El hombre de la verdulería de la esquina -un peronista conversador y curioso-  me hizo un comentario, que no viene al caso, sobre la detención de Julio De Vido. Hoy, pensaba sobre esta nota, pensaba que podía citarlo, porque el comentario era elocuente de un síntoma, pero nada original ni del otro mundo. Sí, contrastaría con lo que también pensaba citar. Lo que me contó un amigo sobre Julio De Vido cuando trabajaba como uno de sus muchos secretarios.
La cosa quedaba bien. Una cita de alguien que tuvo poder, módico en relación al poder real y módico en relación al poder estatal y módico en relación al poder estatal que tuvo De Vido, pero poder al fin. Y la anécdota graficaba una situación que no se conoce, pero que, pensándolo bien, no agrega nada. Bueno, el asunto es que junto a esa cita, la del verdulero de la esquina contrastaba. Esos contrastes quedan hermosos. Son un recurso -berreta, muy berreta- bastante común pero bue, tampoco es que se pueda salir de los lugares comunes con un tema así.
Finalmente, no estoy escribiendo nada sobre eso.


El Buen Salvaje es una figura retórica que siempre me apasionó. De niño, por su radiografía literaria: su heroísmo, su contacto con la naturaleza, sus peripecias (la palabra peripecias se usaba mucho en las traducciones al español de los años ochenta de los grandes clásicos literarios como Julio Verne, Emilio Salgari, Jack London, Robert Louis Stevenson: todos los cuales tenían su "Buen Salvaje" como protagonista de algún, o varios libros de su obra). De joven, por su misterio filosófico y antropológico. Resumiendo: un hombre solo frente a la naturaleza, ¿qué es? ¿Es bueno, es ingenioso, hace valer las tecnologías de su época, las que aprendió antes de su naufragio, su pérdida en las llanuras, su exploración glaciar, su viaje a una fantasía? ¿Es capaz de cooperar si se encuentra con alguien similar o la pulsión de muerte, de guerra y territorio, se apodera de él? ¿Es capaz de conocer más allá de sus límites materiales? ¿Inventa dioses para las cosas que no puede explicar? ¿Se vuelve loco? ¿Sería capaz de suicidarse? De adulto, el mito del Buen Salvaje me causa gracia por su construcción semiótica. "A mí la gente en el supermercado me dice que...", la frase, dicha por alguien famoso", es una figura retórica que se repite. Y es graciosa porque en realidad busca decir que...
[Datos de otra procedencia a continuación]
impl ConnectionError {
    /// Creates a connection refused error.
    pub fn refused(endpoint: impl Into<String>) -> Self {
        Self::Refused {
            endpoint: endpoint.into(),
        }
    }

    /// Creates a connection timed out error.
    pub fn timed_out(endpoint: impl Into<String>, duration: Duration) -> Self {
        Self::TimedOut {
            endpoint: endpoint.into(),
            duration,
        }
    }

    /// Creates an endpoint not found error.
    pub fn endpoint_not_found(endpoint: impl Into<String>) -> Self {
        Self::EndpointNotFound {
            endpoint: endpoint.into(),
        }
    }

    /// Creates an invalid endpoint error.
    pub fn invalid_endpoint(url: impl Into<String>, reason: impl Into<String>) -> Self {
        Self::InvalidEndpoint {
            url: url.into(),
            reason: reason.into(),
        }
    }

    /// Creates a connection closed error.
    pub fn closed(reason: Option<String>) -> Self {
        Self::Closed { reason }
    }

    /// Maps onto the reconnection taxonomy.
    pub fn kind(&self) -> ErrorKind {
        match self {
            Self::ProtocolVersionMismatch { .. } => ErrorKind::ProtocolIncompatible,
            Self::RetriesExhausted { .. } => ErrorKind::RetriesExhausted,
            Self::Cancelled => ErrorKind::UserCancelled,
            Self::InvalidState { .. } => ErrorKind::InvalidState,
            _ => ErrorKind::NetworkFailure,
        }
    }

    /// Returns the severity level.
    pub fn severity(&self) -> ErrorSeverity {
        match self {
            Self::Cancelled => ErrorSeverity::Info,
            Self::NotConnected | Self::TimedOut { .. } | Self::Closed { .. } => {
                ErrorSeverity::Warning
            }
            Self::ProtocolVersionMismatch { .. } => ErrorSeverity::Warning,
            Self::InvalidState { .. } => ErrorSeverity::Warning,
            Self::RetriesExhausted { .. } => ErrorSeverity::Critical,
            _ => ErrorSeverity::Error,
        }
    }

    /// Returns the error code.
    pub fn error_code(&self) -> ErrorCode {
        match self {
            Self::Refused { .. } => ErrorCode::new(1, 1),
            Self::TimedOut { .. } => ErrorCode::new(1, 2),
            Self::EndpointNotFound { .. } => ErrorCode::new(1, 3),
            Self::InvalidEndpoint { .. } => ErrorCode::new(1, 4),
            Self::ProtocolVersionMismatch { .. } => ErrorCode::new(1, 5),
            Self::Closed { .. } => ErrorCode::new(1, 6),
            Self::NotConnected => ErrorCode::new(1, 7),
            Self::InvalidState { .. } => ErrorCode::new(1, 8),
            Self::RetriesExhausted { .. } => ErrorCode::new(1, 9),
            Self::Cancelled => ErrorCode::new(1, 10),
        }
    }
}

// =============================================================================
// SessionError
// =============================================================================

/// Session lifecycle errors.
#[derive(Debug, Clone, Error)]
pub enum SessionError {
    /// No active session.
    #[error("Session not activated")]
    NotActivated,
}

impl SessionError {
    /// Maps onto the reconnection taxonomy.
    pub fn kind(&self) -> ErrorKind {
        match self {
            Self::NotActivated => ErrorKind::SessionExpired,
        }
    }

    /// Returns the error code.
    pub fn error_code(&self) -> ErrorCode {
        match self {
            Self::NotActivated => ErrorCode::new(2, 1),
        }
    }
}

// =============================================================================
// SecurityError
// =============================================================================

/// Security and authentication errors.
#[derive(Debug, Clone, Error)]
pub enum SecurityError {
    /// User identity token rejected by the server.
    #[error("Identity token rejected for user '{user}': {status}")]
    IdentityTokenRejected {
        /// User name, or "anonymous".
        user: String,
        /// Status returned by ActivateSession.
        status: StatusCode,
    },
}

impl SecurityError {
    /// Returns the error code.
    pub fn error_code(&self) -> ErrorCode {
        match self {
            Self::IdentityTokenRejected { .. } => ErrorCode::new(3, 1),
        }
    }
}
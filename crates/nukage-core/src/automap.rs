//! Automap overlay control state machine.
//!
//! A deliberately small component compared to the two pipelines: discrete
//! input commands toggle the overlay and adjust its view state. The
//! renderer reads the resulting fields each frame; nothing here draws.
//!
//! While the overlay decides whether it consumes a key, a cheat-sequence
//! detector watches every keydown in parallel, whether or not the overlay
//! used the key.

use glam::Vec2;
use serde::{Deserialize, Serialize};

use crate::msg::MessageId;
use crate::player::Player;

/// Fixed cap on numbered marks; placement past it recycles slot 0.
pub const MAX_MARKS: usize = 10;

/// Pan velocity in map units per tic at normal zoom.
const PAN_SPEED: f32 = 140.0;

/// Multiplicative zoom per tic while a zoom key is held.
const ZOOM_IN_MULT: f32 = 1.02;
const ZOOM_OUT_MULT: f32 = 1.0 / 1.02;

/// Scale jumped to by the max-zoom toggle; far enough out to frame any
/// real map.
const MAX_SCALE: f32 = 1.0e6;

/// A directional pan command.
#[derive(Debug, Clone, Copy, PartialEq, Eq, Serialize, Deserialize)]
pub enum PanDir {
    /// Pan north.
    Up,
    /// Pan south.
    Down,
    /// Pan west.
    Left,
    /// Pan east.
    Right,
}

/// Zoom direction.
#[derive(Debug, Clone, Copy, PartialEq, Eq, Serialize, Deserialize)]
pub enum ZoomDir {
    /// Magnify.
    In,
    /// Shrink.
    Out,
}

/// Discrete commands the input layer feeds the overlay.
///
/// Key-to-command mapping (keyboard or a configured controller button)
/// belongs to the input layer, not here.
#[derive(Debug, Clone, Copy, PartialEq, Eq, Serialize, Deserialize)]
pub enum AutomapCommand {
    /// Open or close the overlay.
    Toggle,
    /// Pan key pressed or released.
    Pan {
        /// Which way.
        dir: PanDir,
        /// True on keydown, false on release.
        pressed: bool,
    },
    /// Zoom key pressed or released.
    Zoom {
        /// Which way.
        dir: ZoomDir,
        /// True on keydown, false on release.
        pressed: bool,
    },
    /// Jump to maximum zoom-out and back.
    MaxZoomToggle,
    /// Toggle follow mode.
    FollowToggle,
    /// Toggle the grid overlay.
    GridToggle,
    /// Place the next numbered mark at the view centre.
    PlaceMark,
    /// Clear all marks.
    ClearMarks,
}

/// Single-sequence cheat detector.
///
/// Fed every keydown; reports completion when the whole sequence has been
/// typed, then rearms. A wrong key resets progress.
#[derive(Debug, Clone, Serialize, Deserialize)]
pub struct CheatSequence {
    sequence: Vec<u8>,
    pos: usize,
}

impl CheatSequence {
    /// Creates a detector for `sequence`.
    #[must_use]
    pub fn new(sequence: &[u8]) -> Self {
        Self {
            sequence: sequence.to_vec(),
            pos: 0,
        }
    }

    /// Feeds one keydown; true when the sequence just completed.
    pub fn feed(&mut self, key: u8) -> bool {
        if self.sequence.is_empty() {
            return false;
        }
        if key == self.sequence[self.pos] {
            self.pos += 1;
            if self.pos == self.sequence.len() {
                self.pos = 0;
                return true;
            }
        } else {
            self.pos = usize::from(key == self.sequence[0]);
        }
        false
    }
}

/// The automap overlay state.
#[derive(Debug, Clone, Serialize, Deserialize)]
pub struct Automap {
    active: bool,
    follow: bool,
    grid: bool,
    /// View centre in map units; tracks the player while following.
    offset: Vec2,
    /// Map units per screen unit.
    scale: f32,
    /// Current per-tic zoom multiplier; 1.0 when no zoom key is held.
    zoom_mult: f32,
    /// Current pan velocity; zero when no pan key is held or following.
    pan_vel: Vec2,
    max_zoomed: bool,
    saved_scale: f32,
    saved_offset: Vec2,
    marks: Vec<Vec2>,
    next_mark: usize,
    /// Map-reveal cheat level cycled by the cheat sequence (0..=2).
    reveal: u8,
    cheat: CheatSequence,
}

impl Default for Automap {
    fn default() -> Self {
        Self::new()
    }
}

impl Automap {
    /// Reveal-cheat key sequence.
    const REVEAL_CHEAT: &'static [u8] = b"iddt";

    /// Creates a closed overlay with default view state.
    #[must_use]
    pub fn new() -> Self {
        Self {
            active: false,
            follow: true,
            grid: false,
            offset: Vec2::ZERO,
            scale: 1.0,
            zoom_mult: 1.0,
            pan_vel: Vec2::ZERO,
            max_zoomed: false,
            saved_scale: 1.0,
            saved_offset: Vec2::ZERO,
            marks: Vec::new(),
            next_mark: 0,
            reveal: 0,
            cheat: CheatSequence::new(Self::REVEAL_CHEAT),
        }
    }

    /// Whether the overlay is open.
    #[must_use]
    pub const fn is_active(&self) -> bool {
        self.active
    }

    /// Whether follow mode is on.
    #[must_use]
    pub const fn follow(&self) -> bool {
        self.follow
    }

    /// Whether the grid is on.
    #[must_use]
    pub const fn grid(&self) -> bool {
        self.grid
    }

    /// Current pan velocity.
    #[must_use]
    pub const fn pan_vel(&self) -> Vec2 {
        self.pan_vel
    }

    /// Current per-tic zoom multiplier.
    #[must_use]
    pub const fn zoom_mult(&self) -> f32 {
        self.zoom_mult
    }

    /// Current view scale.
    #[must_use]
    pub const fn scale(&self) -> f32 {
        self.scale
    }

    /// Placed marks, oldest slot first.
    #[must_use]
    pub fn marks(&self) -> &[Vec2] {
        &self.marks
    }

    /// Current reveal-cheat level (0 off, 1 walls, 2 things).
    #[must_use]
    pub const fn reveal(&self) -> u8 {
        self.reveal
    }

    /// Forces the overlay closed (player death with the map open).
    pub fn stop(&mut self) {
        self.active = false;
        self.pan_vel = Vec2::ZERO;
        self.zoom_mult = 1.0;
    }

    /// Feeds one raw keydown to the parallel cheat detector.
    ///
    /// Runs regardless of whether the overlay consumed the key, and only
    /// while the overlay is open. Cycles the reveal level on completion.
    pub fn key_down(&mut self, key: u8) {
        if self.active && self.cheat.feed(key) {
            self.reveal = (self.reveal + 1) % 3;
        }
    }

    /// Handles one discrete command.
    ///
    /// Returns true when the command was consumed. While inactive, only
    /// [`AutomapCommand::Toggle`] does anything; everything else falls
    /// through to the rest of the input chain.
    pub fn handle_command(
        &mut self,
        cmd: AutomapCommand,
        player_pos: Vec2,
        player: &mut Player,
    ) -> bool {
        if !self.active {
            if cmd == AutomapCommand::Toggle {
                self.active = true;
                // Follow mode starts tracking from the player.
                self.offset = player_pos;
                return true;
            }
            return false;
        }

        match cmd {
            AutomapCommand::Toggle => {
                self.stop();
            }
            AutomapCommand::Pan { dir, pressed } => {
                if self.follow {
                    // Pan is ignored while following; still consumed.
                    return true;
                }
                let axis = match dir {
                    PanDir::Up => Vec2::new(0.0, PAN_SPEED),
                    PanDir::Down => Vec2::new(0.0, -PAN_SPEED),
                    PanDir::Left => Vec2::new(-PAN_SPEED, 0.0),
                    PanDir::Right => Vec2::new(PAN_SPEED, 0.0),
                };
                if pressed {
                    self.pan_vel += axis;
                } else {
                    self.pan_vel -= axis;
                }
            }
            AutomapCommand::Zoom { dir, pressed } => {
                self.zoom_mult = if pressed {
                    match dir {
                        ZoomDir::In => ZOOM_IN_MULT,
                        ZoomDir::Out => ZOOM_OUT_MULT,
                    }
                } else {
                    1.0
                };
            }
            AutomapCommand::MaxZoomToggle => {
                if self.max_zoomed {
                    self.scale = self.saved_scale;
                    self.offset = self.saved_offset;
                } else {
                    self.saved_scale = self.scale;
                    self.saved_offset = self.offset;
                    self.scale = MAX_SCALE;
                }
                self.max_zoomed = !self.max_zoomed;
            }
            AutomapCommand::FollowToggle => {
                self.follow = !self.follow;
                if self.follow {
                    self.pan_vel = Vec2::ZERO;
                }
                player.message = Some(if self.follow {
                    MessageId::AutomapFollowOn
                } else {
                    MessageId::AutomapFollowOff
                });
            }
            AutomapCommand::GridToggle => {
                self.grid = !self.grid;
                player.message = Some(if self.grid {
                    MessageId::AutomapGridOn
                } else {
                    MessageId::AutomapGridOff
                });
            }
            AutomapCommand::PlaceMark => {
                let spot = if self.follow { player_pos } else { self.offset };
                if self.marks.len() < MAX_MARKS {
                    self.marks.push(spot);
                } else {
                    self.marks[self.next_mark] = spot;
                }
                #[allow(clippy::cast_possible_truncation)]
                let index = self.next_mark as u8;
                player.message = Some(MessageId::AutomapMarkedSpot(index));
                self.next_mark = (self.next_mark + 1) % MAX_MARKS;
            }
            AutomapCommand::ClearMarks => {
                self.marks.clear();
                self.next_mark = 0;
                player.message = Some(MessageId::AutomapMarksCleared);
            }
        }
        true
    }
}
//! Entity types for the simulation.
//!
//! A [`Mobj`] ("map object") is any simulated thing: a monster, a player
//! body, a projectile, or a pickup item. Both pipelines mutate mobjs; the
//! level/AI layer spawns them and decays corpses, which is outside this
//! core.
//!
//! # Invariants
//!
//! - `health <= 0` implies [`MobjFlags::CORPSE`] set and
//!   [`MobjFlags::SHOOTABLE`] cleared; the kill sub-routine maintains this.
//! - A mobj holds at most one chase target at a time.

pub mod flags;

use glam::{Vec2, Vec3};
use serde::{Deserialize, Serialize};
use std::fmt;

pub use flags::MobjFlags;

use crate::info::{MobjInfo, MobjKind, StateLabel};
use crate::player::PlayerId;

/// Unique identifier for a mobj.
///
/// A newtype over `u64`, ordered by numeric value so that any iteration
/// keyed on IDs is deterministic across platforms.
#[derive(
    Copy, Clone, PartialEq, Eq, PartialOrd, Ord, Hash, Serialize, Deserialize,
)]
pub struct EntityId(u64);

impl EntityId {
    /// Creates an `EntityId` from a raw value.
    #[must_use]
    pub const fn new(id: u64) -> Self {
        Self(id)
    }

    /// Returns the raw value.
    #[must_use]
    pub const fn as_u64(self) -> u64 {
        self.0
    }
}

impl fmt::Debug for EntityId {
    fn fmt(&self, f: &mut fmt::Formatter<'_>) -> fmt::Result {
        write!(f, "EntityId({})", self.0)
    }
}

impl fmt::Display for EntityId {
    fn fmt(&self, f: &mut fmt::Formatter<'_>) -> fmt::Result {
        write!(f, "{}", self.0)
    }
}

impl From<u64> for EntityId {
    fn from(id: u64) -> Self {
        Self::new(id)
    }
}

/// A simulated map object.
///
/// World position is split into a 2D footprint plus a separate height
/// coordinate to match the 2.5-D maths of the rules (vertical reach tests,
/// the fall-forward height check).
#[derive(Debug, Clone, PartialEq, Serialize, Deserialize)]
pub struct Mobj {
    id: EntityId,
    /// Type tag; keys the static [`MobjInfo`] table.
    pub kind: MobjKind,
    /// Current hit points; goes negative to record overkill.
    pub health: i32,
    /// Capability flags.
    pub flags: MobjFlags,
    /// 2D world position.
    pub pos: Vec2,
    /// Bottom height above the floor datum.
    pub z: f32,
    /// Velocity; x/y map to `pos`, z to height.
    pub vel: Vec3,
    /// Live collision height, quartered on death.
    pub height: f32,
    /// Coarse animation/behaviour state.
    pub state: StateLabel,
    /// Tics remaining in the current state; negative never times out.
    pub tics: i32,
    /// Owning player, if this is a player body.
    pub player: Option<PlayerId>,
    /// Current chase target.
    pub target: Option<EntityId>,
    /// Tics of aggression left before the mobj considers switching targets.
    pub threshold: i32,
    /// Tics before the mobj may act; zeroed by damage to wake sleepers.
    pub reaction_time: i32,
    /// Special tag of the floor sector under the mobj, supplied by the
    /// (external) geometry layer. Tag 11 is the scripted-exit floor.
    pub sector_special: u8,
}

impl Mobj {
    /// Creates a mobj of `kind` at a position, applying the spawn defaults
    /// from the static info table.
    #[must_use]
    pub fn new(id: EntityId, kind: MobjKind, pos: Vec2, z: f32) -> Self {
        let info = kind.info();
        Self {
            id,
            kind,
            health: info.spawn_health,
            flags: info.spawn_flags,
            pos,
            z,
            vel: Vec3::ZERO,
            height: info.height,
            state: StateLabel::Spawn,
            tics: StateLabel::Spawn.base_tics(),
            player: None,
            target: None,
            threshold: 0,
            reaction_time: 0,
            sector_special: 0,
        }
    }

    /// Returns the mobj's identifier.
    #[must_use]
    pub const fn id(&self) -> EntityId {
        self.id
    }

    /// Looks up the static constants for this mobj's kind.
    #[must_use]
    pub const fn info(&self) -> MobjInfo {
        self.kind.info()
    }

    /// Switches to a new state and resets its tic counter.
    pub fn set_state(&mut self, state: StateLabel) {
        self.state = state;
        self.tics = state.base_tics();
    }

    /// True if the mobj can currently be damaged.
    #[must_use]
    pub const fn is_shootable(&self) -> bool {
        self.flags.contains(MobjFlags::SHOOTABLE)
    }

    /// True if this is a pickup-on-touch item.
    #[must_use]
    pub const fn is_special(&self) -> bool {
        self.flags.contains(MobjFlags::SPECIAL)
    }

    /// True if the mobj is dead.
    #[must_use]
    pub const fn is_corpse(&self) -> bool {
        self.flags.contains(MobjFlags::CORPSE)
    }
}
a) Oh, mira tú, el señor famoso desciende hacia los simples mortales (donde supuestamente está La Verdad) y va al supermercado! (Su único espacio de sociabilidad siempre será de paso y relacionado al consumo, ya que la frase admite variantes como "la gente en el subte -lo que da cierto tono de popular: viaja en subte, oh...aunque subterráneo solo haya en la zona norte de la capital federal- me dice que..." o bien "cuando uno viaja al exterior....", ese señor, un tal Señor Exterior, suele ser muy consultado sobre diversas temáticas argentinas y, al parecer, siempre tiene la posta). 
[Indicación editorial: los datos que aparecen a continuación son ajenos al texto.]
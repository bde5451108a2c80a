//! The simulation context: the single owner of all mutable rule-engine
//! state.
//!
//! [`Simulation`] bundles the world, the seeded PRNG, the session rules,
//! the event log, and the automap overlay, and exposes the two pipeline
//! entry points. Everything is single threaded; determinism follows from
//! the seed, the call sequence, and nothing else.

use glam::Vec2;
use tracing::info;

use crate::automap::{Automap, AutomapCommand};
use crate::damage;
use crate::entity::EntityId;
use crate::error::GameDataError;
use crate::event::Event;
use crate::pickup;
use crate::player::PowerKind;
use crate::rng::SimRng;
use crate::rules::GameRules;
use crate::world::World;

/// Owns the full mutable state of one level run.
#[derive(Debug)]
pub struct Simulation {
    world: World,
    rng: SimRng,
    rules: GameRules,
    events: Vec<Event>,
    automap: Automap,
    tick: u64,
}

impl Simulation {
    /// Creates a simulation with the given rules and PRNG seed.
    #[must_use]
    pub fn new(rules: GameRules, seed: u64) -> Self {
        info!(seed, ?rules, "simulation created");
        Self {
            world: World::new(),
            rng: SimRng::new(seed),
            rules,
            events: Vec::new(),
            automap: Automap::new(),
            tick: 0,
        }
    }

    /// The world.
    #[must_use]
    pub const fn world(&self) -> &World {
        &self.world
    }

    /// The world, mutably. The level/AI layer spawns and moves through
    /// this.
    pub fn world_mut(&mut self) -> &mut World {
        &mut self.world
    }

    /// The session rules.
    #[must_use]
    pub const fn rules(&self) -> &GameRules {
        &self.rules
    }

    /// The automap overlay.
    #[must_use]
    pub const fn automap(&self) -> &Automap {
        &self.automap
    }

    /// Completed tics since the run started.
    #[must_use]
    pub const fn tick(&self) -> u64 {
        self.tick
    }

    /// Total PRNG draws so far; replays must agree on this at every tick.
    #[must_use]
    pub const fn rng_draws(&self) -> u64 {
        self.rng.draws()
    }

    /// Resolves a touch between a special object and a toucher.
    ///
    /// # Errors
    ///
    /// [`GameDataError::UnknownPickup`] when the touched special's sprite
    /// tag matches no pickup category.
    pub fn touch_special(
        &mut self,
        special: EntityId,
        toucher: EntityId,
    ) -> Result<(), GameDataError> {
        pickup::touch_special(&mut self.world, &self.rules, &mut self.events, special, toucher)
    }

    /// Applies damage to a target through the full pipeline.
    pub fn damage_mobj(
        &mut self,
        target: EntityId,
        inflictor: Option<EntityId>,
        source: Option<EntityId>,
        damage: i32,
    ) {
        damage::damage_mobj(
            &mut self.world,
            &mut self.rng,
            &self.rules,
            &mut self.events,
            &mut self.automap,
            target,
            inflictor,
            source,
            damage,
        );
    }

    /// Kills a target outright, outside the damage pipeline (scripted
    /// deaths, telefrags).
    pub fn kill_mobj(&mut self, target: EntityId, source: Option<EntityId>) {
        damage::kill_mobj(
            &mut self.world,
            &mut self.rng,
            &self.rules,
            &mut self.events,
            &mut self.automap,
            target,
            source,
        );
    }

    /// Routes a discrete automap command for the console player.
    ///
    /// Returns whether the overlay consumed it.
    pub fn automap_command(&mut self, cmd: AutomapCommand) -> bool {
        let pid = self.rules.console_player;
        let pos = self
            .world
            .player(pid)
            .and_then(|p| self.world.get(p.body))
            .map_or(Vec2::ZERO, |body| body.pos);
        let Some(player) = self.world.player_mut(pid) else {
            return false;
        };
        self.automap.handle_command(cmd, pos, player)
    }

    /// Feeds a raw keydown to the automap cheat detector.
    pub fn automap_key(&mut self, key: u8) {
        self.automap.key_down(key);
    }

    /// Advances the per-tick counters: flash countdowns and timed
    /// power-ups. The level/AI layer runs mobj thinking separately.
    pub fn advance_tick(&mut self) {
        self.tick += 1;
        for i in 0..self.world.player_count() {
            let Some(player) = self.world.player_mut(crate::player::PlayerId::new(i)) else {
                continue;
            };
            if player.bonus_count > 0 {
                player.bonus_count -= 1;
            }
            if player.damage_count > 0 {
                player.damage_count -= 1;
            }
            for power in [
                PowerKind::Invulnerability,
                PowerKind::Invisibility,
                PowerKind::IronFeet,
                PowerKind::Infrared,
            ] {
                let left = player.power(power);
                if left > 0 {
                    player.set_power(power, left - 1);
                }
            }
            // Strength and Allmap last the rest of the level.
        }
    }

    /// Drains the accumulated event log.
    pub fn take_events(&mut self) -> Vec<Event> {
        std::mem::take(&mut self.events)
    }

    /// The accumulated events without draining them.
    #[must_use]
    pub fn events(&self) -> &[Event] {
        &self.events
    }
}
b) ¡Recórcholis, vas al supermercado para averiguar La Verdad sobre si el hombre llegó a la luna, si los fueros legislativos están bien, si la inflación va a bajar! A la mierda: hacés la cola del supermercado junto a astronautas, constitucionalistas y expertos en macroeconomía. Los cuales, estoy seguro, también tendrán la solución para la Selección Argentina y quién debe acompañar a Messi como 9, cuánto durará el flamante matrimonio de un par de habitué de los programas de chimentos y dónde deberían venir los inversores extranjeros que siempre andamos esperando como al Mesías. Felicitaciones. Pero. ¿Dónde queda ese supermercado así voy con un cuaderno y hago un par de licenciaturas en dos tardes?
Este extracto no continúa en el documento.